──────── Records to process
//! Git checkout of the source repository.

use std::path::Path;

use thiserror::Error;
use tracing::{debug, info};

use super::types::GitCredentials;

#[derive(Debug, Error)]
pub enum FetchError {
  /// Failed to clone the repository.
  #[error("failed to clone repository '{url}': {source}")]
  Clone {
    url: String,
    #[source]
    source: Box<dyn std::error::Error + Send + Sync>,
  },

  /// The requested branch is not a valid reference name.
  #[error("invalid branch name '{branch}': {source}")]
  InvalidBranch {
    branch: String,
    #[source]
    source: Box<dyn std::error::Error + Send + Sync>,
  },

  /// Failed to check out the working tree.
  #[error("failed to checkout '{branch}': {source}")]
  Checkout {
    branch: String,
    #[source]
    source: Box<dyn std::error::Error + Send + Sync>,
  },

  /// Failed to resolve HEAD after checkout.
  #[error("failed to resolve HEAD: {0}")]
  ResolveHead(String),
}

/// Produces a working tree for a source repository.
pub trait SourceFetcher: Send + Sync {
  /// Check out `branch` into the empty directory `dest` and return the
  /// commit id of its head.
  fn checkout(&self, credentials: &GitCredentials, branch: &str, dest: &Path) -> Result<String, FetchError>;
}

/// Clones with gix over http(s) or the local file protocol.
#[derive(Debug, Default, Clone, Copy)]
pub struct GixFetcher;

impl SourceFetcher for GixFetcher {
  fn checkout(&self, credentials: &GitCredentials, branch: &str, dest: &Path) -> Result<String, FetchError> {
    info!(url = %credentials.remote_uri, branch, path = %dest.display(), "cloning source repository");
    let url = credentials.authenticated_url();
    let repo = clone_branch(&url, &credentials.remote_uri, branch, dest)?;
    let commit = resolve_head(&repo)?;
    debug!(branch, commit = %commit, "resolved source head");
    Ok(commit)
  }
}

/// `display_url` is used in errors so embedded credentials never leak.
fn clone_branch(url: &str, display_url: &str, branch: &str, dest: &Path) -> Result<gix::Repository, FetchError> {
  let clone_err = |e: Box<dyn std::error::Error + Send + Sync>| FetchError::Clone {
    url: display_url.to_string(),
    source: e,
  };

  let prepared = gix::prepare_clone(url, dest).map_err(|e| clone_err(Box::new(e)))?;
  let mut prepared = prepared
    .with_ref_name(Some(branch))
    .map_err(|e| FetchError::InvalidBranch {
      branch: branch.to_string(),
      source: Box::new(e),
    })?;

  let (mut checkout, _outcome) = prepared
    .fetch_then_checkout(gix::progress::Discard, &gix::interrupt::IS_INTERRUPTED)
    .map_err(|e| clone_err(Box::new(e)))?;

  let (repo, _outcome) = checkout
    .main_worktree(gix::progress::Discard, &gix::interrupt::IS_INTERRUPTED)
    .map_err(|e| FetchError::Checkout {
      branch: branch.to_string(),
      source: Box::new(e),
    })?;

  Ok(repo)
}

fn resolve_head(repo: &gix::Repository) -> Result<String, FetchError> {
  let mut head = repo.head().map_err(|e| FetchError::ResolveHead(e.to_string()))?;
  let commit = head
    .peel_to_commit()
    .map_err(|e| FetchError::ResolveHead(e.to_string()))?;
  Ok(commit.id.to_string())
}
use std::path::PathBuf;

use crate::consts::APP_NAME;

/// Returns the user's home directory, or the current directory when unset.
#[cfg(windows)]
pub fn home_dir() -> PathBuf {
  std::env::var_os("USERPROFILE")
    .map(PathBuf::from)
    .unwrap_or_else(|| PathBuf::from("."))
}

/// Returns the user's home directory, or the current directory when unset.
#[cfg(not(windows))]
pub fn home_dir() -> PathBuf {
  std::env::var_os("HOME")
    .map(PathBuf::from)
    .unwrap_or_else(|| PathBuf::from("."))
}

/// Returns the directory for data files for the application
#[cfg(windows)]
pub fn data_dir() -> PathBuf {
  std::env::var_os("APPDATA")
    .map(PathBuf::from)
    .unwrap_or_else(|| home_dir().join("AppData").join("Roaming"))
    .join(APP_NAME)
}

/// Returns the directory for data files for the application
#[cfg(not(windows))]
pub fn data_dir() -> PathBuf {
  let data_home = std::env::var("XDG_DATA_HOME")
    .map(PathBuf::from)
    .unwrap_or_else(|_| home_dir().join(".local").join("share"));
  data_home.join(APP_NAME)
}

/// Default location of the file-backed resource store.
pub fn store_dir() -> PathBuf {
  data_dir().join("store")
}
────────────────
→ **Exercise aim**
Reproduce the material while keeping each line exactly as it was written.

→ **Finished task**
//! Git checkout of the source repository.

use std::path::Path;

use thiserror::Error;
use tracing::{debug, info};

use super::types::GitCredentials;

#[derive(Debug, Error)]
pub enum FetchError {
  /// Failed to clone the repository.
  #[error("failed to clone repository '{url}': {source}")]
  Clone {
    url: String,
    #[source]
    source: Box<dyn std::error::Error + Send + Sync>,
  },

  /// The requested branch is not a valid reference name.
  #[error("invalid branch name '{branch}': {source}")]
  InvalidBranch {
    branch: String,
    #[source]
    source: Box<dyn std::error::Error + Send + Sync>,
  },

  /// Failed to check out the working tree.
  #[error("failed to checkout '{branch}': {source}")]
  Checkout {
    branch: String,
    #[source]
    source: Box<dyn std::error::Error + Send + Sync>,
  },

  /// Failed to resolve HEAD after checkout.
  #[error("failed to resolve HEAD: {0}")]
  ResolveHead(String),
}

/// Produces a working tree for a source repository.
pub trait SourceFetcher: Send + Sync {
  /// Check out `branch` into the empty directory `dest` and return the
  /// commit id of its head.
  fn checkout(&self, credentials: &GitCredentials, branch: &str, dest: &Path) -> Result<String, FetchError>;
}

/// Clones with gix over http(s) or the local file protocol.
#[derive(Debug, Default, Clone, Copy)]
pub struct GixFetcher;

impl SourceFetcher for GixFetcher {
  fn checkout(&self, credentials: &GitCredentials, branch: &str, dest: &Path) -> Result<String, FetchError> {
    info!(url = %credentials.remote_uri, branch, path = %dest.display(), "cloning source repository");
    let url = credentials.authenticated_url();
    let repo = clone_branch(&url, &credentials.remote_uri, branch, dest)?;
    let commit = resolve_head(&repo)?;
    debug!(branch, commit = %commit, "resolved source head");
    Ok(commit)
  }
}

/// `display_url` is used in errors so embedded credentials never leak.
fn clone_branch(url: &str, display_url: &str, branch: &str, dest: &Path) -> Result<gix::Repository, FetchError> {
  let clone_err = |e: Box<dyn std::error::Error + Send + Sync>| FetchError::Clone {
    url: display_url.to_string(),
    source: e,
  };

  let prepared = gix::prepare_clone(url, dest).map_err(|e| clone_err(Box::new(e)))?;
  let mut prepared = prepared
    .with_ref_name(Some(branch))
    .map_err(|e| FetchError::InvalidBranch {
      branch: branch.to_string(),
      source: Box::new(e),
    })?;

  let (mut checkout, _outcome) = prepared
    .fetch_then_checkout(gix::progress::Discard, &gix::interrupt::IS_INTERRUPTED)
    .map_err(|e| clone_err(Box::new(e)))?;

  let (repo, _outcome) = checkout
    .main_worktree(gix::progress::Discard, &gix::interrupt::IS_INTERRUPTED)
    .map_err(|e| FetchError::Checkout {
      branch: branch.to_string(),
      source: Box::new(e),
    })?;

  Ok(repo)
}

fn resolve_head(repo: &gix::Repository) -> Result<String, FetchError> {
  let mut head = repo.head().map_err(|e| FetchError::ResolveHead(e.to_string()))?;
  let commit = head
    .peel_to_commit()
    .map_err(|e| FetchError::ResolveHead(e.to_string()))?;
  Ok(commit.id.to_string())
}
use std::path::PathBuf;

use crate::consts::APP_NAME;

/// Returns the user's home directory, or the current directory when unset.
#[cfg(windows)]
pub fn home_dir() -> PathBuf {
  std::env::var_os("USERPROFILE")
    .map(PathBuf::from)
    .unwrap_or_else(|| PathBuf::from("."))
}

/// Returns the user's home directory, or the current directory when unset.
#[cfg(not(windows))]
pub fn home_dir() -> PathBuf {
  std::env::var_os("HOME")
    .map(PathBuf::from)
    .unwrap_or_else(|| PathBuf::from("."))
}

/// Returns the directory for data files for the application
#[cfg(windows)]
pub fn data_dir() -> PathBuf {
  std::env::var_os("APPDATA")
    .map(PathBuf::from)
    .unwrap_or_else(|| home_dir().join("AppData").join("Roaming"))
    .join(APP_NAME)
}

/// Returns the directory for data files for the application
#[cfg(not(windows))]
pub fn data_dir() -> PathBuf {
  let data_home = std::env::var("XDG_DATA_HOME")
    .map(PathBuf::from)
    .unwrap_or_else(|_| home_dir().join(".local").join("share"));
  data_home.join(APP_NAME)
}

/// Default location of the file-backed resource store.
pub fn store_dir() -> PathBuf {
  data_dir().join("store")
}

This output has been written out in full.